Канцлер отодвинул тарелку:

— Заблуждение от реальности? Похоже, я не успеваю следить за вашей мыслью.

Штайнер кивнул:

— Мы воспринимаем реальность через процессы, которые нам известны. Человек кричал, потому что находился в смертельной опасности. Чуть позже он был найден мертвым. Кому придет в голову мысль, что громкие крики издавал не убитый? Здесь лишнее — это крик. Кричал не Касалл, а кто-то другой. А это меняет всё. В том числе и ситуацию со свидетелями, потому что если крики вырвались не из горла Касалла, значит, вполне возможно, что он был убит гораздо раньше.

Канцлеру понадобилось время, чтобы осознать, какие последствия должно иметь открытие Штайнера. Он встал, принес второй бокал и наполнил его хорошим рейнским вином.

— Значит, вы думаете, что кричал кто-то другой? А Касалл к тому времени уже лежал мертвый возле вашего колодца?

— Преступник пытался ввести нас в заблуждение, изменив течение времени. Для нас между криком и убийством прошло всего несколько минут. Но если кричал другой, то когда же на самом деле убили Касалла? Лежал он голый под дождем десять минут или час, наверняка этого никто сказать не может.

— А что… — канцлер, наморщив лоб, смотрел, как Штайнер задумчиво и с некоторым самодовольством пьет вино, — что из всего этого следует? Почему кто-то кричал, если никто не угрожал ничьей жизни?

— По моему мнению, из этого следует, что крик был либо случайностью, во что я не склонен верить, либо, что вероятнее, осознанным отвлекающим маневром убийцы, который сам и вопил с целью сдвинуть время совершения преступления и добиться того, чтобы оно определялось абсолютно однозначно.
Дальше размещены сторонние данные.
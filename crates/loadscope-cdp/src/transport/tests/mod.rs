use super::*;

// CdpRequest tests
#[test]
fn test_request_serialization_minimal() {
    let req = CdpRequest {
        id: 1,
        method: "Page.enable".to_string(),
        params: serde_json::json!({}),
    };
    let json = serde_json::to_string(&req).unwrap();
    assert_eq!(json, r#"{"id":1,"method":"Page.enable","params":{}}"#);
}

#[test]
fn test_request_serialization_with_params() {
    let req = CdpRequest {
        id: 42,
        method: "Network.getResponseBody".to_string(),
        params: serde_json::json!({"requestId": "1000.1"}),
    };
    let json = serde_json::to_string(&req).unwrap();
    assert!(json.contains(r#""id":42"#));
    assert!(json.contains(r#""method":"Network.getResponseBody""#));
    assert!(json.contains(r#""requestId":"1000.1""#));
}

// CdpResponse tests
#[test]
fn test_response_deserialization_success() {
    let json = r#"{"id":1,"result":{"data":"iVBOR"}}"#;
    let resp: CdpResponse = serde_json::from_str(json).unwrap();
    assert_eq!(resp.id, 1);
    assert!(resp.result.is_some());
    assert!(resp.error.is_none());
}

#[test]
fn test_response_deserialization_error() {
    let json = r#"{"id":2,"error":{"code":-32601,"message":"Method not found"}}"#;
    let resp: CdpResponse = serde_json::from_str(json).unwrap();
    assert_eq!(resp.id, 2);
    assert!(resp.result.is_none());
    let err = resp.error.unwrap();
    assert_eq!(err.code, -32601);
    assert_eq!(err.message, "Method not found");
}

#[test]
fn test_response_error_with_data() {
    let json = r#"{"id":4,"error":{"code":-32000,"message":"Error","data":"additional info"}}"#;
    let resp: CdpResponse = serde_json::from_str(json).unwrap();
    let err = resp.error.unwrap();
    assert_eq!(err.data.as_deref(), Some("additional info"));
}

// CdpEvent tests
#[test]
fn test_event_deserialization_simple() {
    let json = r#"{"method":"Page.loadEventFired","params":{"timestamp":12345.6}}"#;
    let evt: CdpEvent = serde_json::from_str(json).unwrap();
    assert_eq!(evt.method, "Page.loadEventFired");
    assert!(evt.params.is_some());
}

#[test]
fn test_event_deserialization_no_params() {
    let json = r#"{"method":"Inspector.detached"}"#;
    let evt: CdpEvent = serde_json::from_str(json).unwrap();
    assert!(evt.params.is_none());
}

#[test]
fn test_wake_sentinel_parses_as_event() {
    let evt: CdpEvent = serde_json::from_str(crate::WAKE_SENTINEL).unwrap();
    assert_eq!(evt.method, "got_message");
}

// CdpMessage tests
#[test]
fn test_message_parses_as_response() {
    let json = r#"{"id":1,"result":{"success":true}}"#;
    let msg: CdpMessage = serde_json::from_str(json).unwrap();
    assert!(matches!(msg, CdpMessage::Response(_)));
    assert!(msg.is_response_for(1));
    assert!(!msg.is_response_for(2));
}

#[test]
fn test_message_parses_as_event() {
    let json = r#"{"method":"Page.frameStartedLoading","params":{"frameId":"F1"}}"#;
    let msg: CdpMessage = serde_json::from_str(json).unwrap();
    assert!(matches!(msg, CdpMessage::Event(_)));
    assert!(!msg.is_response_for(1));
}

#[test]
fn test_message_into_response() {
    let json = r#"{"id":10,"result":null}"#;
    let msg: CdpMessage = serde_json::from_str(json).unwrap();
    let resp = msg.into_response();
    assert!(resp.is_some());
    assert_eq!(resp.unwrap().id, 10);
}

#[test]
fn test_message_into_response_from_event() {
    let json = r#"{"method":"Test.event"}"#;
    let msg: CdpMessage = serde_json::from_str(json).unwrap();
    assert!(msg.into_response().is_none());
}

#[test]
fn test_message_into_event() {
    let json = r#"{"method":"Console.messageAdded","params":{}}"#;
    let msg: CdpMessage = serde_json::from_str(json).unwrap();
    let evt = msg.into_event();
    assert!(evt.is_some());
    assert_eq!(evt.unwrap().method, "Console.messageAdded");
}

#[test]
fn test_malformed_json_missing_id() {
    let json = r#"{"result":{}}"#;
    let result: Result<CdpResponse, _> = serde_json::from_str(json);
    assert!(result.is_err());
}

#[test]
fn test_event_with_complex_params() {
    let json = r#"{
        "method": "Network.responseReceived",
        "params": {
            "requestId": "123",
            "response": {
                "url": "https://example.com",
                "status": 200,
                "headers": {"content-type": "text/html"}
            }
        }
    }"#;
    let evt: CdpEvent = serde_json::from_str(json).unwrap();
    let params = evt.params.unwrap();
    assert_eq!(params["requestId"], "123");
    assert_eq!(params["response"]["status"], 200);
}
— Incredibilis, — пробормотал канцлер. — И как только вы до этого додумались?

Штайнер засмеялся:

— Я серьезно отнесся к вашему предложению и на одной из лекций провел дискуссию, что, безусловно, не вполне соответствует правилам. Конечно, компоненты пришлось изменить. Получилась некая философская притча про корову. Но лишь после этого мне открылось истинное знание.

— Это ужасно, — мрачно заявил канцлер, — потому что даже если нам и кажется, что мы решили задачу, я имею в виду, если это действительно так, как вы предполагаете, то ведь тогда все предыдущие свидетельские показания теряют всякий смысл. Потому что в том случае, если Касалл был убит раньше…

Штайнер встал. Да, придется все начинать сначала. Кто сможет дать ему сведения относительно времени преступления? С какого момента Касалл лежал перед его домом?